What the task requires: Where does the string "TripletDecoder" occur in the records? Copy each line that holds it.

Data for review:
use std::fs::{self, File};
use std::io::BufReader;
use std::path::Path;
use crossbeam::channel::Receiver;
use crate::bytecode::{Parser, Program, TripletDecoder};
use crate::runtime::{RuntimeConfig, RuntimeResult};
use crate::sink::OutputSink;
use crate::vm::TinyInterpreter;

/// The Runtime is the main entry point for loading and running programs
#[derive(Clone, Debug, Default)]
pub struct Runtime {
    config: RuntimeConfig,
}

impl Runtime {
    /// Create a new runtime with default configuration
    pub fn new() -> Self {
        Self::with_config(RuntimeConfig::default())
    }

    /// Create a new runtime with custom configuration
    pub fn with_config(config: RuntimeConfig) -> Self {
        Self { config }
    }

    pub fn config(&self) -> &RuntimeConfig {
        &self.config
    }

    /// Build a fresh interpreter that announces through `sink`
    pub fn interpreter<S: OutputSink>(&self, sink: S) -> TinyInterpreter<S> {
        let mut interpreter = TinyInterpreter::with_policy(sink, self.config.overflow_policy);
        interpreter.set_trace(self.config.trace_execution);
        interpreter
    }

    /// Queue a whole program and run it to completion.
    ///
    /// Returns the number of instructions executed.
    #[tracing::instrument(skip_all, fields(program = %program.name))]
    pub fn execute_program<S: OutputSink>(
        &self,
        program: &Program,
        interpreter: &mut TinyInterpreter<S>,
    ) -> RuntimeResult<usize> {
        if self.config.debug_mode {
            self.log_summary(program);
        }

        interpreter.enqueue_all(program.bytes());
        let executed = interpreter.run()?;
        tracing::debug!(executed, "program finished");
        Ok(executed)
    }

    /// Load a program image from disk
    pub fn load_file<P: AsRef<Path>>(&self, path: P) -> RuntimeResult<Program> {
        let file = File::open(path)?;
        let mut reader = BufReader::new(file);
        Ok(Parser::parse_image(&mut reader)?)
    }

    /// Load a text listing from disk, naming the program after the file
    pub fn load_listing_file<P: AsRef<Path>>(&self, path: P) -> RuntimeResult<Program> {
        let path = path.as_ref();
        let source = fs::read_to_string(path)?;
        let name = path
            .file_stem()
            .map(|stem| stem.to_string_lossy().to_string())
            .unwrap_or_default();
        Ok(Parser::parse_listing(&name, &source)?)
    }

    /// Execute a program image file
    pub fn execute_file<P: AsRef<Path>, S: OutputSink>(
        &self,
        path: P,
        interpreter: &mut TinyInterpreter<S>,
    ) -> RuntimeResult<usize> {
        let program = self.load_file(path)?;
        self.execute_program(&program, interpreter)
    }

    /// Execute a text listing file
    pub fn execute_listing_file<P: AsRef<Path>, S: OutputSink>(
        &self,
        path: P,
        interpreter: &mut TinyInterpreter<S>,
    ) -> RuntimeResult<usize> {
        let program = self.load_listing_file(path)?;
        self.execute_program(&program, interpreter)
    }

    /// Run bytes as a producer sends them.
    ///
    /// Each received batch is executed as far as it goes; an instruction
    /// split across batches waits for its remaining bytes. Once the sender
    /// hangs up, whatever is left must form complete instructions.
    pub fn execute_channel<S: OutputSink>(
        &self,
        receiver: &Receiver<u8>,
        interpreter: &mut TinyInterpreter<S>,
    ) -> RuntimeResult<usize> {
        let mut executed = 0;
        while let Ok(byte) = receiver.recv() {
            interpreter.enqueue(byte);
            for byte in receiver.try_iter() {
                interpreter.enqueue(byte);
            }
            executed += interpreter.run_buffered()?;
        }

        tracing::debug!(pending = interpreter.pending(), "producer disconnected");
        executed += interpreter.run()?;
        Ok(executed)
    }

    /// Assemble bytes from three-bit groups, then run them.
    ///
    /// Groups left over after the last whole byte are dropped.
    pub fn execute_triplets<I, S>(
        &self,
        groups: I,
        interpreter: &mut TinyInterpreter<S>,
    ) -> RuntimeResult<usize>
    where
        I: IntoIterator<Item = u8>,
        S: OutputSink,
    {
        let mut decoder = TripletDecoder::new();
        let mut program = Program::new("triplets");
        for bits in groups {
            if let Some(byte) = decoder.push(bits)? {
                program.push_byte(byte);
            }
        }
        if decoder.groups_pending() > 0 {
            tracing::warn!(groups = decoder.groups_pending(), "dropping incomplete byte");
        }
        self.execute_program(&program, interpreter)
    }

    fn log_summary(&self, program: &Program) {
        tracing::info!(name = %program.name, bytes = program.len(), "loaded program");
        match program.disassemble() {
            Ok(instructions) => {
                for instruction in &instructions {
                    tracing::info!("  {}", instruction);
                }
            },
            Err(e) => tracing::warn!(error = %e, "program is malformed"),
        }
    }
}
use std::collections::VecDeque;
use crate::bytecode::{Decoded, Instruction, MAX_INSTRUCTION_LEN};

/// FIFO of program bytes waiting to be executed
#[derive(Debug, Default, Clone)]
pub struct InstructionStream {
    bytes: VecDeque<u8>,
    /// Bytes popped since the stream was created
    consumed: usize,
}

impl InstructionStream {
    pub fn new() -> Self {
        Self::default()
    }

    pub fn push(&mut self, byte: u8) {
        self.bytes.push_back(byte);
    }

    pub fn extend(&mut self, bytes: &[u8]) {
        self.bytes.extend(bytes.iter().copied());
    }

    pub fn pop(&mut self) -> Option<u8> {
        let byte = self.bytes.pop_front()?;
        self.consumed += 1;
        Some(byte)
    }

    pub fn len(&self) -> usize {
        self.bytes.len()
    }

    pub fn is_empty(&self) -> bool {
        self.bytes.is_empty()
    }

    /// Stream offset of the front byte
    pub fn position(&self) -> usize {
        self.consumed
    }

    /// Decode the front instruction without consuming anything
    pub fn peek_instruction(&self) -> Decoded {
        let mut window = [0u8; MAX_INSTRUCTION_LEN];
        let available = self.bytes.len().min(MAX_INSTRUCTION_LEN);
        for (slot, byte) in window.iter_mut().zip(self.bytes.iter()) {
            *slot = *byte;
        }
        Instruction::decode_prefix(&window[..available])
    }

    /// Drop the bytes of an instruction returned by `peek_instruction`
    pub fn consume(&mut self, instruction: &Instruction) {
        for _ in 0..instruction.encoded_len() {
            self.pop();
        }
    }

    /// Pending bytes, front first
    pub fn iter(&self) -> impl Iterator<Item = &u8> {
        self.bytes.iter()
    }
}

Exercise solution:
use crate::bytecode::{Parser, Program, TripletDecoder};
        let mut decoder = TripletDecoder::new();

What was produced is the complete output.